Bosnia's qualification for Brazil 2014 created joyous scenes on the streets of Sarajevo as 50,000 people turned out to celebrate last October.
Its players have become heroes and will travel to South America hoping to do the nation proud on its debut on the world's biggest football stage.
But any thoughts of World Cup success have been placed on hold following the worst floods in the Balkans region for over 120 years.
"I think it's important for the people, for the world, to know this is not a game," Dzeko, who has appealed for help on Twitter, told CNN.
"This is something serious. So many people have lost their lives, lost their homes.

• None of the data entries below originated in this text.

use actix_web::{HttpRequest, HttpResponse, Result as ActixResult, web};
use once_cell::sync::Lazy;

use crate::middlewares;
use crate::models::users::entities::UserRole;
use crate::models::users::requests::UserListParams;
use crate::services::UserService;

// 懒加载的全局 UserService 实例
static USER_SERVICE: Lazy<UserService> = Lazy::new(UserService::new_lazy);

// HTTP处理程序
pub async fn list_users(
    req: HttpRequest,
    query: web::Query<UserListParams>,
) -> ActixResult<HttpResponse> {
    USER_SERVICE.list_users(query.into_inner(), &req).await
}

pub async fn get_user(req: HttpRequest, path: web::Path<i64>) -> ActixResult<HttpResponse> {
    USER_SERVICE.get_user(path.into_inner(), &req).await
}

// 配置路由
pub fn configure_user_routes(cfg: &mut web::ServiceConfig) {
    cfg.service(
        web::scope("/api/v1/users")
            .wrap(middlewares::RequireJWT)
            .service(
                web::scope("")
                    .wrap(middlewares::RequireRole::new_any(UserRole::head_roles()))
                    .route("", web::get().to(list_users))
                    .route("/{id}", web::get().to(get_user)),
            ),
    );
}
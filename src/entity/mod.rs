//! SeaORM 实体定义
//!
//! 这些实体用于数据库操作，与 models 模块中的业务实体分离。
//! Storage 层使用这些实体进行 CRUD 操作，然后转换为 models 中的业务实体。

pub mod prelude;

pub mod evaluation_entries;
pub mod evaluation_forms;
pub mod users;
pub mod get;
pub mod list;

use actix_web::{HttpRequest, HttpResponse, Result as ActixResult};
use std::sync::Arc;

use crate::models::users::requests::UserListParams;
use crate::storage::Storage;

pub struct UserService {
    storage: Option<Arc<dyn Storage>>,
}

impl UserService {
    pub fn new_lazy() -> Self {
        Self { storage: None }
    }

    pub(crate) fn get_storage(&self, request: &HttpRequest) -> Arc<dyn Storage> {
        if let Some(storage) = &self.storage {
            storage.clone()
        } else {
            request
                .app_data::<actix_web::web::Data<Arc<dyn Storage>>>()
                .expect("Storage not found in app data")
                .get_ref()
                .clone()
        }
    }

    // 获取可见范围内的用户列表
    pub async fn list_users(
        &self,
        query: UserListParams,
        request: &HttpRequest,
    ) -> ActixResult<HttpResponse> {
        list::list_users(self, query, request).await
    }

    // 根据ID获取用户
    pub async fn get_user(&self, user_id: i64, request: &HttpRequest) -> ActixResult<HttpResponse> {
        get::get_user(self, user_id, request).await
    }
}
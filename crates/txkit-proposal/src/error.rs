use txkit_builder::{BuildError, ProposalId};

/// Error types for the proposal lifecycle.
#[derive(Debug, thiserror::Error)]
pub enum ProposalError {
    /// A proposal with the same identifier is already queued.
    #[error("duplicate proposal: {0}")]
    Duplicate(ProposalId),

    /// The proposal aged out before a transaction could be broadcast.
    #[error("proposal expired: {0}")]
    Expired(ProposalId),

    /// The UTXO source could not reserve enough value.
    #[error("no spendable utxos: {0}")]
    NoSpendableUtxos(String),

    /// Transaction construction failed permanently.
    #[error(transparent)]
    Build(#[from] BuildError),

    /// The broadcaster refused the transaction permanently.
    #[error("broadcast rejected: {0}")]
    Broadcast(String),

    /// Manager invariant violation (poisoned lock).
    #[error("internal error: {0}")]
    Internal(String),
}
//! Collaborator seam for key management.
//!
//! The builder never holds private keys or implements ECDSA. All key
//! material lives behind the `KeyService` trait: change-key reservation
//! against the wallet database, signer lookup by key identifier, and the
//! ECDH secret backing payment-code notification outputs.

use std::fmt;
use std::sync::Arc;

use serde::{Deserialize, Serialize};

use crate::BuildError;

/// Opaque identifier of a key held by the key-management collaborator.
#[derive(Debug, Clone, PartialEq, Eq, PartialOrd, Ord, Hash, Serialize, Deserialize)]
pub struct KeyId(pub String);

impl fmt::Display for KeyId {
    fn fmt(&self, f: &mut fmt::Formatter<'_>) -> fmt::Result {
        write!(f, "{}", self.0)
    }
}

impl From<&str> for KeyId {
    fn from(s: &str) -> Self {
        KeyId(s.to_string())
    }
}

/// Caller-assigned identifier of one payment proposal.
#[derive(Debug, Clone, PartialEq, Eq, PartialOrd, Ord, Hash, Serialize, Deserialize)]
pub struct ProposalId(pub String);

impl fmt::Display for ProposalId {
    fn fmt(&self, f: &mut fmt::Formatter<'_>) -> fmt::Result {
        write!(f, "{}", self.0)
    }
}

impl From<&str> for ProposalId {
    fn from(s: &str) -> Self {
        ProposalId(s.to_string())
    }
}

/// Password context forwarded to the key service when unlocking private
/// keys. Opaque to the builder.
#[derive(Debug, Clone, Default)]
pub struct PassphraseContext(pub Option<String>);

/// A serialized payment code used for stealth-address notification.
#[derive(Debug, Clone, PartialEq, Eq, Serialize, Deserialize)]
pub struct PaymentCode(pub Vec<u8>);

impl PaymentCode {
    /// The public payload portion of the code: the bytes that get blinded
    /// into the notification output. Requires at least 33 bytes.
    pub fn payload(&self) -> Option<&[u8]> {
        if self.0.len() < 33 {
            return None;
        }
        Some(&self.0[self.0.len() - 33..])
    }
}

/// A signer for one key, produced by the key service.
///
/// Implementations wrap whatever cryptographic backend the platform
/// injects; the builder only ever sees digests in and DER signatures out.
pub trait InputSigner: Send + Sync {
    /// The 33-byte compressed public key.
    fn public_key(&self) -> [u8; 33];

    /// Sign a 32-byte digest, returning a DER-encoded ECDSA signature
    /// (without any sighash byte).
    fn sign(&self, digest: &[u8; 32]) -> Result<Vec<u8>, BuildError>;
}

/// The key-management collaborator.
///
/// Reservation is exclusive and at-most-once per proposal; release is
/// idempotent. Reservation failure is permanent for one build attempt.
pub trait KeyService: Send + Sync {
    /// Exclusively allocate a change key for a proposal. `None` signals
    /// exhaustion.
    fn reserve_change_key(&self, proposal: &ProposalId) -> Option<KeyId>;

    /// Release a previously reserved change key. Idempotent.
    fn release_change_key(&self, proposal: &ProposalId, key: &KeyId);

    /// Produce a signer for a key, unlocking it with the given password
    /// context. `None` if the key cannot be obtained.
    fn signer(&self, key: &KeyId, ctx: &PassphraseContext) -> Option<Arc<dyn InputSigner>>;

    /// The 33-byte compressed public key for a key. Unlike `signer`, this
    /// needs no password context.
    fn public_key(&self, key: &KeyId) -> Option<[u8; 33]>;

    /// The hash160 of a key's public key.
    fn public_key_hash(&self, key: &KeyId) -> Option<[u8; 20]>;

    /// ECDH shared secret between a local key and a remote payment code,
    /// used to blind the notification payload. `None` if derivation fails.
    fn notification_secret(&self, key: &KeyId, remote: &PaymentCode) -> Option<[u8; 32]>;
}
//! Per-chain capability registry.
//!
//! Each supported chain gets one immutable `ChainParams` entry describing
//! how transactions are signed on it. The registry is populated once,
//! process-wide, and looked up a single time per builder; no other code
//! branches on the chain identifier.

use std::collections::BTreeMap;
use std::fmt;

use once_cell::sync::Lazy;
use serde::{Deserialize, Serialize};

use crate::BuildError;

/// Identifier of a target blockchain network.
#[derive(Debug, Clone, Copy, PartialEq, Eq, PartialOrd, Ord, Hash, Serialize, Deserialize)]
pub enum ChainId {
    /// Bitcoin mainnet (legacy sighash).
    Bitcoin,
    /// Bitcoin testnet3.
    BitcoinTestnet,
    /// Bitcoin Cash mainnet (fork-id sighash).
    BitcoinCash,
    /// Bitcoin Cash testnet.
    BitcoinCashTestnet,
}

impl fmt::Display for ChainId {
    fn fmt(&self, f: &mut fmt::Formatter<'_>) -> fmt::Result {
        let name = match self {
            ChainId::Bitcoin => "bitcoin",
            ChainId::BitcoinTestnet => "bitcoin-testnet",
            ChainId::BitcoinCash => "bitcoincash",
            ChainId::BitcoinCashTestnet => "bitcoincash-testnet",
        };
        write!(f, "{}", name)
    }
}

/// Which signature-hash algorithm a chain uses.
#[derive(Debug, Clone, Copy, PartialEq, Eq)]
pub enum SighashStyle {
    /// BTC-style: full transaction copy with scripts blanked/substituted.
    Legacy,
    /// BCH-style (BIP-143 shape): cached prevouts/sequence/outputs hashes,
    /// commits to the spent value, requires the fork-id flag bit.
    ForkId,
}

/// Immutable per-chain signing capabilities.
#[derive(Debug, Clone, Copy)]
pub struct ChainParams {
    /// The chain this entry describes.
    pub chain: ChainId,
    /// Preimage algorithm for input signing.
    pub sighash_style: SighashStyle,
    /// Extra sighash flag bits the chain requires (fork id), OR-ed into
    /// the base type.
    pub fork_flags: u32,
    /// Whether witness (segwit) signing is available. Currently false for
    /// every registered chain; the witness path is an explicit error.
    pub supports_segwit: bool,
}

/// Replay-protection flag bit used by fork-style chains.
pub const SIGHASH_FORKID: u32 = 0x40;

static REGISTRY: Lazy<BTreeMap<ChainId, ChainParams>> = Lazy::new(|| {
    let mut map = BTreeMap::new();
    for chain in [ChainId::Bitcoin, ChainId::BitcoinTestnet] {
        map.insert(
            chain,
            ChainParams {
                chain,
                sighash_style: SighashStyle::Legacy,
                fork_flags: 0,
                supports_segwit: false,
            },
        );
    }
    for chain in [ChainId::BitcoinCash, ChainId::BitcoinCashTestnet] {
        map.insert(
            chain,
            ChainParams {
                chain,
                sighash_style: SighashStyle::ForkId,
                fork_flags: SIGHASH_FORKID,
                supports_segwit: false,
            },
        );
    }
    map
});

/// Look up the capability entry for a chain.
pub fn params(chain: ChainId) -> Result<&'static ChainParams, BuildError> {
    REGISTRY
        .get(&chain)
        .ok_or_else(|| BuildError::UnknownChain(chain.to_string()))
}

"They were trying to build something for themselves and for their kids over the past 20 years and they've lost it just like that."
The floods have wreaked destruction on parts of Croatia and Serbia too, while Bosnian president Bakir Izetbegovic confirmed to CNN that the flooding has left billions of dollars worth of damage.
At least 13 people have died during the natural disaster in Bosnia, while there have been deaths in Serbia too.
"I want the whole world, not just the people in Bosnia and Serbia, to know," added Dzeko, who plays for English Premier League champion Manchester City.
"If anyone could help Bosnia and Serbia in any way, it would be amazing."
While Dzeko has taken to social media to ask for help, humanitarian organizations have begun to arrive.
The Red Cross estimates around 50,000 people throughout the country are without safe water and electricity, while it claims "many are living in unsafe and insanitary conditions created by the floods."
A state of emergency has been declared in 14 municipalities, according to the Red Cross, while landslides have caused havoc.
The World Food Program has already announced plans to send enough aid to help 150,000 in Bosnia's most-affected areas.
One of the most damaged sectors of Bosnian trade is its crop production, and the recent floods have left farms and agricultural land decimated.
"This country is brutally destroyed by nature," said Zlatko Lagumdzija, Bosnia's minister of foreign affairs. "The landslides are absolutely destroying the country. We have registered up to 2,000," he said.
One of the biggest problems Bosnia is now facing is the displacement of warning signs and mines around the deadly minefields which remain from the war.
And while Dzeko and his teammates are ensconced within the relative calm of their training camp in Sarajevo, the players are fully aware of the destruction which has been wrought upon their homeland.
"Everyone is talking about it," the striker said.
"I think that's the main thing here. Unfortunately, what happened has happened.
"We just hope that this will not go further in a bad way and hope that from the next days and months will just be getting better and better.
"The help is coming from all over the world and if there could be more that would be appreciated a lot."
Dzeko has enjoyed a successful season, helping Bosnia qualify for the World Cup while leading Manchester City to the Premier League title.
The 28-year-old scored 26 goals in all competitions and won plenty of admirers for his performances -- including Chelsea manager Jose Mourinho.
Mourinho told British media that he felt Dzeko should have been named player of the year in England instead of Liverpool's Luis Suarez.
"When you hear something like that from one of the best managers in the world then I have to say I am very proud of myself," Dzeko said.
"I did some good things in the past and thanks to Jose Mourinho that he thinks like that.
"I said it before, when you get compliments from one of the best managers in the world, you want to be even better and it gives you some power and more confidence to do better in the future."